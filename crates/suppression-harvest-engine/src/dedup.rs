use crate::suppression::{Candidate, DEFAULT_LABEL_PREFIX, Label, Name, Suppression};

/// Result of offering a candidate to the [`Deduplicator`].
#[derive(Debug, PartialEq, Eq)]
pub enum Outcome<'a> {
    /// New rule; labeled and recorded.
    Accepted(&'a Suppression),
    /// Rule already recorded under `of`; nothing changed.
    Duplicate { of: &'a Name },
}

/// Owns the label counter and the set of accepted blocks for one run.
///
/// Lookup is a linear scan in insertion order. Every accepted block has a
/// distinct rule, and generated labels run `start_offset + 1`, `+ 2`, ... with
/// no gaps.
#[derive(Debug, Clone)]
pub struct Deduplicator {
    counter: u64,
    prefix: String,
    accepted: Vec<Suppression>,
}

impl Deduplicator {
    /// `start_offset` is the number of suppressions committed in earlier runs.
    pub fn new(start_offset: u64) -> Self {
        Self::with_prefix(start_offset, DEFAULT_LABEL_PREFIX)
    }

    pub fn with_prefix(start_offset: u64, prefix: impl Into<String>) -> Self {
        Self {
            counter: start_offset,
            prefix: prefix.into(),
            accepted: Vec::new(),
        }
    }

    /// Records a block committed in an earlier run so that the same rule is
    /// not emitted again. Leaves the counter alone. Returns `false` if the
    /// rule was already known.
    pub fn seed(&mut self, suppression: Suppression) -> bool {
        if self.position(suppression.rule()).is_some() {
            return false;
        }
        self.accepted.push(suppression);
        true
    }

    /// Labels and records `candidate` unless its rule is already present.
    pub fn offer(&mut self, candidate: Candidate) -> Outcome<'_> {
        if let Some(idx) = self.position(&candidate.rule) {
            return Outcome::Duplicate {
                of: self.accepted[idx].name(),
            };
        }

        self.counter += 1;
        let label = Label::new(self.prefix.clone(), self.counter);
        let idx = self.accepted.len();
        self.accepted
            .push(candidate.into_suppression(Name::Generated(label)));
        Outcome::Accepted(&self.accepted[idx])
    }

    /// Label number of the most recently generated block, or the start offset.
    pub fn counter(&self) -> u64 {
        self.counter
    }

    pub fn accepted(&self) -> &[Suppression] {
        &self.accepted
    }

    pub fn len(&self) -> usize {
        self.accepted.len()
    }

    pub fn is_empty(&self) -> bool {
        self.accepted.is_empty()
    }

    fn position(&self, rule: &[String]) -> Option<usize> {
        self.accepted.iter().position(|s| s.same_rule(rule))
    }
}
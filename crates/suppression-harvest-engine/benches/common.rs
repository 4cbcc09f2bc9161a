// Benchmark helper functions - Rust's dead code analysis doesn't understand
// that these are used by benchmark files in the same directory
// See: https://users.rust-lang.org/t/cargo-rustc-benches-awarnings/110111/2

/// A log with `errors` reported errors, where only `distinct` rules differ.
#[allow(dead_code)]
pub fn generate_log(errors: usize, distinct: usize) -> Vec<String> {
    let mut lines = Vec::new();
    for i in 0..errors {
        lines.push(format!("==4242== Invalid read of size 8 (error {i})\n"));
        lines.push("==4242==    at 0x4005F4: main (main.c:12)\n".to_string());
        lines.push("{\n".to_string());
        lines.push("   <insert a suppression name here>\n".to_string());
        lines.push("   Memcheck:Addr8\n".to_string());
        lines.push(format!("   fun:handler_{}\n", i % distinct.max(1)));
        lines.push("   fun:main\n".to_string());
        lines.push("}\n".to_string());
    }
    lines
}

/// A log where every marker is missing its closing delimiter.
#[allow(dead_code)]
pub fn generate_unterminated_log(markers: usize) -> Vec<String> {
    let mut lines = Vec::new();
    for _ in 0..markers {
        lines.push("{\n".to_string());
        lines.push("   <insert a suppression name here>\n".to_string());
        lines.push("   Memcheck:Leak\n".to_string());
    }
    lines
}
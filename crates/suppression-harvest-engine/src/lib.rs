pub mod dedup;
pub mod harvest;
pub mod io;
pub mod scan;
pub mod suppression;

#[cfg(test)]
pub mod tests;

// Re-export key types for easier usage
pub use dedup::*;
pub use harvest::*;
pub use io::*;
pub use scan::{BlockLocator, LineRange, LocatedBlock, ScanEvent, extract};
pub use suppression::*;
/// Contains kernels, buffer descriptors, the `KernelRegistry` and the CPU builders.
pub mod backend;
/// Contains shapes, element types and host tensor storage.
pub mod common;
pub mod error;
/// Contains the arena `Graph` that operators are added to.
pub mod graph;
/// Contains the lowering driver and the sequential executor.
pub mod lower;
/// Contains the `Operation` trait and the provided operators.
pub mod operation;

pub use backend::{BufferArgs, BufferDesc, Kernel, KernelRegistry};
pub use common::{DType, DTypeTensor, Shape, TType};
pub use graph::{Graph, NodeId, Output};
pub use lower::{lower, LowerArgs, LoweredGraph};
pub use operation::Operation;
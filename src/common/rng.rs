use rand::Rng;
use rand_distr::{Distribution, Normal, NormalError, Uniform};

enum Dist {
    Normal(Normal<f32>),
    Uniform(Uniform<f32>),
    Constant(f32),
}

impl Dist {
    fn new(mean: f32, stdev: f32, use_gaussian: bool) -> Result<Self, NormalError> {
        if use_gaussian {
            Normal::new(mean, stdev).map(Self::Normal)
        } else if stdev > 0.0 {
            Ok(Self::Uniform(Uniform::new(mean - stdev, mean + stdev)))
        } else {
            Ok(Self::Constant(mean))
        }
    }

    fn sample<R: Rng + ?Sized>(&self, rng: &mut R) -> f32 {
        match self {
            Dist::Normal(x) => x.sample(rng),
            Dist::Uniform(x) => x.sample(rng),
            Dist::Constant(x) => *x,
        }
    }
}

pub fn vec_f32<R: Rng + ?Sized>(
    rng: &mut R,
    length: usize,
    mean: f32,
    stdev: f32,
    use_gaussian: bool,
) -> Result<Vec<f32>, NormalError> {
    let dist = Dist::new(mean, stdev, use_gaussian)?;
    Ok((0..length).map(|_| dist.sample(rng)).collect())
}

/// Uniform integers in `[low, high)`, or `low` repeated if the range is empty.
pub fn vec_i32<R: Rng + ?Sized>(rng: &mut R, length: usize, low: i32, high: i32) -> Vec<i32> {
    if low >= high {
        return vec![low; length];
    }

    let dist = Uniform::new(low, high);
    (0..length).map(|_| dist.sample(rng)).collect()
}
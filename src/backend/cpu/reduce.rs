use crate::{
    backend::{BufferArgs, BufferDesc, Kernel},
    common::{DType, DTypeTensor, Element},
    error::{KernelError, LowerError},
    operation::{Operation, Reduce, Reducer},
};

/// Generic reduction kernel over arbitrary rank and strides.
///
/// Every output element is seeded with `R::identity` and then combined with
/// each input element that projects onto it. Fold order follows the input
/// iteration order, which only matters for reducers that are not associative.
pub fn build_reduction<R: Reducer>(op: &Reduce<R>, args: &BufferArgs) -> Result<Kernel, LowerError> {
    args.check(op)?;

    let plan = ReducePlan::new(op.axes(), &args.inputs[0], &args.outputs[0]);
    let dtype = op.dtype();
    let args = args.clone();

    Ok(Kernel::new(op.opname(), move |inputs, outputs| {
        args.check_tensors(inputs, outputs)?;

        match dtype {
            DType::F32 => plan.run::<R, f32>(inputs[0], outputs[0]),
            DType::F64 => plan.run::<R, f64>(inputs[0], outputs[0]),
            DType::I32 => plan.run::<R, i32>(inputs[0], outputs[0]),
            DType::I64 => plan.run::<R, i64>(inputs[0], outputs[0]),
        }
    }))
}

struct ReducePlan {
    input_dims: Vec<usize>,
    input_strides: Vec<usize>,
    output_dims: Vec<usize>,
    output_strides: Vec<usize>,
    /// Output stride of each input axis, zero for reduced axes.
    projection: Vec<usize>,
}

impl ReducePlan {
    fn new(axes: &[usize], input: &BufferDesc, output: &BufferDesc) -> Self {
        let mut kept = output.strides().iter();

        let projection = (0..input.shape().rank())
            .map(|axis| if axes.contains(&axis) { 0 } else { kept.next().copied().unwrap_or(0) })
            .collect();

        Self {
            input_dims: input.shape().dims().to_vec(),
            input_strides: input.strides().to_vec(),
            output_dims: output.shape().dims().to_vec(),
            output_strides: output.strides().to_vec(),
            projection,
        }
    }

    fn run<R: Reducer, T: Element>(&self, input: &DTypeTensor, output: &mut DTypeTensor) -> Result<(), KernelError> {
        let src = T::slice(input).ok_or_else(|| mismatch(input.dtype()))?;
        let dtype = output.dtype();
        let dst = T::slice_mut(output).ok_or_else(|| mismatch(dtype))?;

        for_each_offset(&self.output_dims, &self.output_strides, &self.output_strides, |o, _| {
            dst[o] = R::identity();
        });

        for_each_offset(&self.input_dims, &self.input_strides, &self.projection, |i, o| {
            dst[o] = R::combine(dst[o], src[i]);
        });

        Ok(())
    }
}

fn mismatch(found: DType) -> KernelError {
    KernelError::InvalidBuffers(format!("unexpected element type {found}"))
}

/// Calls `f` with the offsets of every coordinate of `dims` under two sets of
/// strides, last axis fastest.
fn for_each_offset(dims: &[usize], a_strides: &[usize], b_strides: &[usize], mut f: impl FnMut(usize, usize)) {
    if dims.contains(&0) {
        return;
    }

    let mut coord = vec![0; dims.len()];
    let (mut a, mut b) = (0, 0);

    loop {
        f(a, b);

        let mut axis = dims.len();

        loop {
            if axis == 0 {
                return;
            }

            axis -= 1;
            coord[axis] += 1;
            a += a_strides[axis];
            b += b_strides[axis];

            if coord[axis] < dims[axis] {
                break;
            }

            a -= a_strides[axis] * dims[axis];
            b -= b_strides[axis] * dims[axis];
            coord[axis] = 0;
        }
    }
}
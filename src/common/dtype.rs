use std::fmt;

#[derive(Clone, Copy, Hash, PartialEq, Eq)]
pub enum DType {
    F32,
    F64,
    I32,
    I64,
}

impl fmt::Debug for DType {
    fn fmt(&self, f: &mut fmt::Formatter<'_>) -> fmt::Result {
        match *self {
            Self::F32 => write!(f, "f32"),
            Self::F64 => write!(f, "f64"),
            Self::I32 => write!(f, "i32"),
            Self::I64 => write!(f, "i64"),
        }
    }
}

impl fmt::Display for DType {
    fn fmt(&self, f: &mut fmt::Formatter<'_>) -> fmt::Result {
        write!(f, "{self:?}")
    }
}

impl DType {
    pub fn is_float(&self) -> bool {
        matches!(self, Self::F32 | Self::F64)
    }
}

/// Host storage for a single tensor.
#[derive(Clone, Debug, PartialEq)]
pub enum DTypeTensor {
    F32(Vec<f32>),
    F64(Vec<f64>),
    I32(Vec<i32>),
    I64(Vec<i64>),
}

impl DTypeTensor {
    pub fn zeroed(dtype: DType, size: usize) -> Self {
        match dtype {
            DType::F32 => Self::F32(vec![0.0; size]),
            DType::F64 => Self::F64(vec![0.0; size]),
            DType::I32 => Self::I32(vec![0; size]),
            DType::I64 => Self::I64(vec![0; size]),
        }
    }

    pub fn dtype(&self) -> DType {
        match self {
            Self::F32(_) => DType::F32,
            Self::F64(_) => DType::F64,
            Self::I32(_) => DType::I32,
            Self::I64(_) => DType::I64,
        }
    }

    pub fn size(&self) -> usize {
        match self {
            Self::F32(x) => x.len(),
            Self::F64(x) => x.len(),
            Self::I32(x) => x.len(),
            Self::I64(x) => x.len(),
        }
    }
}
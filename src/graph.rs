mod display;
#[cfg(test)]
mod tests;

use std::{fmt, sync::Arc};

use crate::{
    common::{DType, Shape, TType},
    error::GraphError,
    operation::{Input, Operation},
};

#[derive(Clone, Copy, Hash, PartialEq, Eq, PartialOrd, Ord)]
pub struct NodeId(usize);

impl NodeId {
    pub(crate) fn from_inner(id: usize) -> Self {
        Self(id)
    }

    pub fn inner(self) -> usize {
        self.0
    }
}

impl fmt::Debug for NodeId {
    fn fmt(&self, f: &mut fmt::Formatter<'_>) -> fmt::Result {
        write!(f, "%{}", self.0)
    }
}

/// Typed reference to one result slot of a node.
///
/// Does not own its producer, it is resolved through the [`Graph`] that
/// handed it out.
#[derive(Clone, Hash, PartialEq, Eq)]
pub struct Output {
    node: NodeId,
    index: usize,
    ty: TType,
}

impl fmt::Debug for Output {
    fn fmt(&self, f: &mut fmt::Formatter<'_>) -> fmt::Result {
        if self.index == 0 {
            write!(f, "{:?}", self.node)
        } else {
            write!(f, "{:?}.{}", self.node, self.index)
        }
    }
}

impl Output {
    pub(crate) fn new(node: NodeId, index: usize, ty: TType) -> Self {
        Self { node, index, ty }
    }

    pub fn node(&self) -> NodeId {
        self.node
    }

    pub fn index(&self) -> usize {
        self.index
    }

    pub fn ty(&self) -> &TType {
        &self.ty
    }

    pub fn shape(&self) -> &Shape {
        self.ty.shape()
    }

    pub fn dtype(&self) -> DType {
        self.ty.dtype()
    }
}

#[derive(Clone, Debug)]
pub struct Node {
    id: NodeId,
    op: Arc<dyn Operation>,
}

impl Node {
    pub fn id(&self) -> NodeId {
        self.id
    }

    pub fn op(&self) -> &dyn Operation {
        self.op.as_ref()
    }

    pub fn output(&self, index: usize) -> Option<Output> {
        self.op.outputs().get(index).map(|ty| Output::new(self.id, index, ty.clone()))
    }

    pub fn outputs(&self) -> Vec<Output> {
        self.op.outputs().iter().enumerate().map(|(i, ty)| Output::new(self.id, i, ty.clone())).collect()
    }

    pub fn is_input(&self) -> bool {
        self.op().is::<Input>()
    }
}

/// Arena of validated operators, ids are insertion indices so iteration
/// order is a topological order.
#[derive(Clone, Debug, Default)]
pub struct Graph {
    nodes: Vec<Node>,
}

impl Graph {
    pub fn num_nodes(&self) -> usize {
        self.nodes.len()
    }

    pub fn nodes(&self) -> impl Iterator<Item = &Node> {
        self.nodes.iter()
    }

    /// Ids of every leaf node.
    pub fn inputs(&self) -> impl Iterator<Item = NodeId> + '_ {
        self.nodes.iter().filter(|node| node.is_input()).map(Node::id)
    }

    pub fn node(&self, id: NodeId) -> Result<&Node, GraphError> {
        self.nodes.get(id.0).ok_or(GraphError::NodeDoesNotExist(id))
    }

    pub fn output(&self, id: NodeId, index: usize) -> Result<Output, GraphError> {
        self.node(id)?.output(index).ok_or(GraphError::OutputOutOfBounds { node: id, index })
    }

    pub fn outputs(&self, id: NodeId) -> Result<Vec<Output>, GraphError> {
        self.node(id).map(Node::outputs)
    }

    #[must_use]
    pub fn add_input(&mut self, ty: TType) -> Output {
        let id = self.push(Arc::new(Input::new(ty.clone())));
        Output::new(id, 0, ty)
    }

    pub fn add_op(&mut self, op: impl Operation) -> Result<NodeId, GraphError> {
        self.add_op_dyn(Arc::new(op))
    }

    pub fn add_op_dyn(&mut self, op: Arc<dyn Operation>) -> Result<NodeId, GraphError> {
        for input in op.inputs() {
            self.check_output(input)?;
        }

        Ok(self.push(op))
    }

    /// Rebuilds the operator of `id` on `inputs` and appends it as a new node.
    pub fn replace_inputs(&mut self, id: NodeId, inputs: &[Output]) -> Result<NodeId, GraphError> {
        let op = self.node(id)?.op().recreate_with_new_inputs(inputs)?;
        self.add_op_dyn(op)
    }

    fn check_output(&self, output: &Output) -> Result<(), GraphError> {
        let (node, index) = (output.node, output.index);
        let producer = self.output(node, index)?;

        if producer.ty != output.ty {
            return Err(GraphError::InvalidOutput { node, index });
        }

        Ok(())
    }

    fn push(&mut self, op: Arc<dyn Operation>) -> NodeId {
        let id = NodeId::from_inner(self.nodes.len());
        self.nodes.push(Node { id, op });
        id
    }
}
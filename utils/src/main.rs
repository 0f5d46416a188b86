mod reduce;
mod rnn;

use structopt::StructOpt;

#[derive(StructOpt)]
pub enum Options {
    Reduce(reduce::ReduceOptions),
    Rnn(rnn::RnnOptions),
}

fn main() -> anyhow::Result<()> {
    match Options::from_args() {
        Options::Reduce(options) => options.run(),
        Options::Rnn(options) => options.run(),
    }
}
mod dtype;
mod element;
pub mod rng;
mod shape;

pub use dtype::{DType, DTypeTensor};
pub use element::Element;
pub use shape::{Shape, TType};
___
- [Task description]:
Go through the material line by line, tally each line containing "main", and give the total only.

- [Response to this exercise]:
4